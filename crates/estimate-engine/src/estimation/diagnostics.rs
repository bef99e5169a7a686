use serde::{Deserialize, Serialize};
use std::fmt;

/// Category of a non-fatal data-quality finding.
#[derive(Debug, Clone, Copy, PartialEq, Eq, PartialOrd, Ord, Hash, Serialize, Deserialize)]
#[serde(rename_all = "snake_case")]
pub enum WarningCode {
    DefaultedOpeningDimensions,
    OversizedOpening,
    OversizedOpeningArea,
    ExcessiveDeductionRatio,
    NoCatalogMatch,
    MissingCompanion,
    CatalogUnavailable,
    MissingCatalogEntry,
    MissingPrice,
    MissingPolicyRule,
    UnknownCarrier,
}

impl WarningCode {
    pub const fn label(self) -> &'static str {
        match self {
            Self::DefaultedOpeningDimensions => "defaulted_opening_dimensions",
            Self::OversizedOpening => "oversized_opening",
            Self::OversizedOpeningArea => "oversized_opening_area",
            Self::ExcessiveDeductionRatio => "excessive_deduction_ratio",
            Self::NoCatalogMatch => "no_catalog_match",
            Self::MissingCompanion => "missing_companion",
            Self::CatalogUnavailable => "catalog_unavailable",
            Self::MissingCatalogEntry => "missing_catalog_entry",
            Self::MissingPrice => "missing_price",
            Self::MissingPolicyRule => "missing_policy_rule",
            Self::UnknownCarrier => "unknown_carrier",
        }
    }
}

/// Advisory finding returned alongside a successful result; never blocks computation.
#[derive(Debug, Clone, PartialEq, Eq, Serialize, Deserialize)]
pub struct EstimateWarning {
    pub code: WarningCode,
    pub subject: String,
    pub message: String,
}

impl EstimateWarning {
    pub fn new(code: WarningCode, subject: impl Into<String>, message: impl Into<String>) -> Self {
        Self {
            code,
            subject: subject.into(),
            message: message.into(),
        }
    }
}

impl fmt::Display for EstimateWarning {
    fn fmt(&self, f: &mut fmt::Formatter<'_>) -> fmt::Result {
        write!(f, "[{}] {}: {}", self.code.label(), self.subject, self.message)
    }
}

/// One offending field in a rejected configuration or export.
#[derive(Debug, Clone, PartialEq, Eq, Serialize, Deserialize)]
pub struct FieldViolation {
    pub field: String,
    pub message: String,
}

impl FieldViolation {
    pub fn new(field: impl Into<String>, message: impl Into<String>) -> Self {
        Self {
            field: field.into(),
            message: message.into(),
        }
    }

    /// `field: message; field: message` rendering used in error displays.
    pub fn join(violations: &[FieldViolation]) -> String {
        violations
            .iter()
            .map(|violation| violation.to_string())
            .collect::<Vec<_>>()
            .join("; ")
    }
}

impl fmt::Display for FieldViolation {
    fn fmt(&self, f: &mut fmt::Formatter<'_>) -> fmt::Result {
        write!(f, "{}: {}", self.field, self.message)
    }
}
========================
▸ **WHAT IS REQUIRED**:
With no word added or dropped, repeat the entire listing.

▸ **SOLUTION TO THE EXERCISE**:
filename crates/estimate-engine/src/estimation/diagnostics.rs
repository bef99e5169a7a686
use serde::{Deserialize, Serialize};
use std::fmt;

/// Category of a non-fatal data-quality finding.
#[derive(Debug, Clone, Copy, PartialEq, Eq, PartialOrd, Ord, Hash, Serialize, Deserialize)]
#[serde(rename_all = "snake_case")]
pub enum WarningCode {
    DefaultedOpeningDimensions,
    OversizedOpening,
    OversizedOpeningArea,
    ExcessiveDeductionRatio,
    NoCatalogMatch,
    MissingCompanion,
    CatalogUnavailable,
    MissingCatalogEntry,
    MissingPrice,
    MissingPolicyRule,
    UnknownCarrier,
}

impl WarningCode {
    pub const fn label(self) -> &'static str {
        match self {
            Self::DefaultedOpeningDimensions => "defaulted_opening_dimensions",
            Self::OversizedOpening => "oversized_opening",
            Self::OversizedOpeningArea => "oversized_opening_area",
            Self::ExcessiveDeductionRatio => "excessive_deduction_ratio",
            Self::NoCatalogMatch => "no_catalog_match",
            Self::MissingCompanion => "missing_companion",
            Self::CatalogUnavailable => "catalog_unavailable",
            Self::MissingCatalogEntry => "missing_catalog_entry",
            Self::MissingPrice => "missing_price",
            Self::MissingPolicyRule => "missing_policy_rule",
            Self::UnknownCarrier => "unknown_carrier",
        }
    }
}

/// Advisory finding returned alongside a successful result; never blocks computation.
#[derive(Debug, Clone, PartialEq, Eq, Serialize, Deserialize)]
pub struct EstimateWarning {
    pub code: WarningCode,
    pub subject: String,
    pub message: String,
}

impl EstimateWarning {
    pub fn new(code: WarningCode, subject: impl Into<String>, message: impl Into<String>) -> Self {
        Self {
            code,
            subject: subject.into(),
            message: message.into(),
        }
    }
}

impl fmt::Display for EstimateWarning {
    fn fmt(&self, f: &mut fmt::Formatter<'_>) -> fmt::Result {
        write!(f, "[{}] {}: {}", self.code.label(), self.subject, self.message)
    }
}

/// One offending field in a rejected configuration or export.
#[derive(Debug, Clone, PartialEq, Eq, Serialize, Deserialize)]
pub struct FieldViolation {
    pub field: String,
    pub message: String,
}

impl FieldViolation {
    pub fn new(field: impl Into<String>, message: impl Into<String>) -> Self {
        Self {
            field: field.into(),
            message: message.into(),
        }
    }

    /// `field: message; field: message` rendering used in error displays.
    pub fn join(violations: &[FieldViolation]) -> String {
        violations
            .iter()
            .map(|violation| violation.to_string())
            .collect::<Vec<_>>()
            .join("; ")
    }
}

impl fmt::Display for FieldViolation {
    fn fmt(&self, f: &mut fmt::Formatter<'_>) -> fmt::Result {
        write!(f, "{}: {}", self.field, self.message)
    }
}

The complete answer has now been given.